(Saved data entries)
====
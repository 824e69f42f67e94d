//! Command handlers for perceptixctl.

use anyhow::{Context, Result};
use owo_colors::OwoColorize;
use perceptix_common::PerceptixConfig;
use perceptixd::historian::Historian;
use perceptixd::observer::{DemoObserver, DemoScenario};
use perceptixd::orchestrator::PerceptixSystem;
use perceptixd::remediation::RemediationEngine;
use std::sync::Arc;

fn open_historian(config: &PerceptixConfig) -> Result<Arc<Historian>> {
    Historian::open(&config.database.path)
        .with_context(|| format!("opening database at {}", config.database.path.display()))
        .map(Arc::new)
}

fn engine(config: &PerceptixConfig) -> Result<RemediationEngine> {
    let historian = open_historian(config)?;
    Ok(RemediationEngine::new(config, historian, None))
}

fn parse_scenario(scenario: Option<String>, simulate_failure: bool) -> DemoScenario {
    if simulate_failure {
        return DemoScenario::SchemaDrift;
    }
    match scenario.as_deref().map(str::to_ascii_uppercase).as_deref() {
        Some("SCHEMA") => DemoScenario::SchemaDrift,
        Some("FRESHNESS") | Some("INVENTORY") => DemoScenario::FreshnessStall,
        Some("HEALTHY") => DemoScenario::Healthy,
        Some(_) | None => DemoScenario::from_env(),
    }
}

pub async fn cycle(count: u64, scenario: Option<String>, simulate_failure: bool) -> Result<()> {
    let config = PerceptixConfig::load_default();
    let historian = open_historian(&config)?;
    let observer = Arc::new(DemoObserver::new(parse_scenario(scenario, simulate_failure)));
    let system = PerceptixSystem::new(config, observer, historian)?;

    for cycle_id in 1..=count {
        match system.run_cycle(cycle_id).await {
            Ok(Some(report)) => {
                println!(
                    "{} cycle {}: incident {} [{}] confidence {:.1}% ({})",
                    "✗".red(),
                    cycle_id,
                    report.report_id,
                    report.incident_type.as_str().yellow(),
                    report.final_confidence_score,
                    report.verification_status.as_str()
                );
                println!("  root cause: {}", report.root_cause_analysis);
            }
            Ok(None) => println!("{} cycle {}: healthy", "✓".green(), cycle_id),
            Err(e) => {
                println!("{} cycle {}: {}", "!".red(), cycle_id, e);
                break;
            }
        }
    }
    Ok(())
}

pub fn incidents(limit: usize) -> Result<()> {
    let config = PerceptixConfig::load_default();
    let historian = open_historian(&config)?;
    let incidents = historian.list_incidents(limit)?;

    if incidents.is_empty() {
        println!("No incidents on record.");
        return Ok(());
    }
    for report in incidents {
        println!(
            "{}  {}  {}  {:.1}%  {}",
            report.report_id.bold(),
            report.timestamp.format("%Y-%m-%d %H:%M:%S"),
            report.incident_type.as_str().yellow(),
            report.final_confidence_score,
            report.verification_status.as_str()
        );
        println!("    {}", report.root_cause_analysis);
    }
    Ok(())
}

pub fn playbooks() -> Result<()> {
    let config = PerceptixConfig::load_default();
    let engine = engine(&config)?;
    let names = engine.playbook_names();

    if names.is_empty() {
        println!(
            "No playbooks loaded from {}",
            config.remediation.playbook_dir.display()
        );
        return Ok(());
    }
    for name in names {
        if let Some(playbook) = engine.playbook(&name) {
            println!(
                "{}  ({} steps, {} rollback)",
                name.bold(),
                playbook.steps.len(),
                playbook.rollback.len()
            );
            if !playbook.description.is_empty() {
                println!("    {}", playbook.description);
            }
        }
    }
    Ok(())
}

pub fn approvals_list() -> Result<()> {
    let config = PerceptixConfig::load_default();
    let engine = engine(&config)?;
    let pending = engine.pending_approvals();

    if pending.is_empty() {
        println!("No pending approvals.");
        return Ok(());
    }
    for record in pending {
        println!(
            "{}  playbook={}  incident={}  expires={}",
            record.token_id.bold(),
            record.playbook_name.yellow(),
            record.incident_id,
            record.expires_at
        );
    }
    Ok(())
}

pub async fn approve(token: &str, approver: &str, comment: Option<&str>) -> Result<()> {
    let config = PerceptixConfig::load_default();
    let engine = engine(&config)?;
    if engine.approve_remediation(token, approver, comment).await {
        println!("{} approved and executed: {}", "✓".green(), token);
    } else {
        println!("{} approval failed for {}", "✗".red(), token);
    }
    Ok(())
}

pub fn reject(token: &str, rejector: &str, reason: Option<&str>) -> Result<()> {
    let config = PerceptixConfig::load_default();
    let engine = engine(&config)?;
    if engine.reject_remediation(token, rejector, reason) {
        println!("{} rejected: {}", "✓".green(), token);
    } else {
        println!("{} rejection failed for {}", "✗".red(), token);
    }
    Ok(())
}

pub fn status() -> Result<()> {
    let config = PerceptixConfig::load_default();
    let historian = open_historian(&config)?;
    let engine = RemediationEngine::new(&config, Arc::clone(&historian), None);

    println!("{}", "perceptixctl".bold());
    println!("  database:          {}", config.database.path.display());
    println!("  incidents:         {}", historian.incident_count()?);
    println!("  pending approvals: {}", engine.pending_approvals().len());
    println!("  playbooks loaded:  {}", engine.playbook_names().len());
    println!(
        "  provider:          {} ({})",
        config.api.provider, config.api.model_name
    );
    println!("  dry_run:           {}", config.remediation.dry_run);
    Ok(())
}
====
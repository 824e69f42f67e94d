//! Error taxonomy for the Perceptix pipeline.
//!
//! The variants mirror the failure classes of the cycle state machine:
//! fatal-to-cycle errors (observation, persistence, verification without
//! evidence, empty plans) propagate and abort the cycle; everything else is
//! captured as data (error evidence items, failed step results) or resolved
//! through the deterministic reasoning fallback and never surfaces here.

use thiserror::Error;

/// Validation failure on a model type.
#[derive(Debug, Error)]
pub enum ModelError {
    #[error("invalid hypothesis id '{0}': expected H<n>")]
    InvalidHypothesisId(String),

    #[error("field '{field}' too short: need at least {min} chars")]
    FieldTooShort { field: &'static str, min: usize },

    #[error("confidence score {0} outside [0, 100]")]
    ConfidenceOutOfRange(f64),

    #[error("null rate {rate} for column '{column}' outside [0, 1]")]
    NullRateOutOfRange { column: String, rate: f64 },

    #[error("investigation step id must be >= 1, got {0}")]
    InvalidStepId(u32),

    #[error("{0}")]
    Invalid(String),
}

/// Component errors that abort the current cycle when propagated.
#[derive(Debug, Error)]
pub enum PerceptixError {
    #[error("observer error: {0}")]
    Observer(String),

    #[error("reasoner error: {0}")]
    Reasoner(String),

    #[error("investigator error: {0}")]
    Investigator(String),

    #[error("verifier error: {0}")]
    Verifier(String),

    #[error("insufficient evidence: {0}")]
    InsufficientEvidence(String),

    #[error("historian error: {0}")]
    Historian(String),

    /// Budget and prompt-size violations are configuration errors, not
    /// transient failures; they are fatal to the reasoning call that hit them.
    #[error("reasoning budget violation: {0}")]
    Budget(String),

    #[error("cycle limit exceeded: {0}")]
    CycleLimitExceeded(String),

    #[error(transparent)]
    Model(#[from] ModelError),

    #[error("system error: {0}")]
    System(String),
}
====
(THE PROBLEM)
The number of lines in the entries holding the word "fatal" is what is needed. Supply that number only.

(EXERCISE ANSWER)
2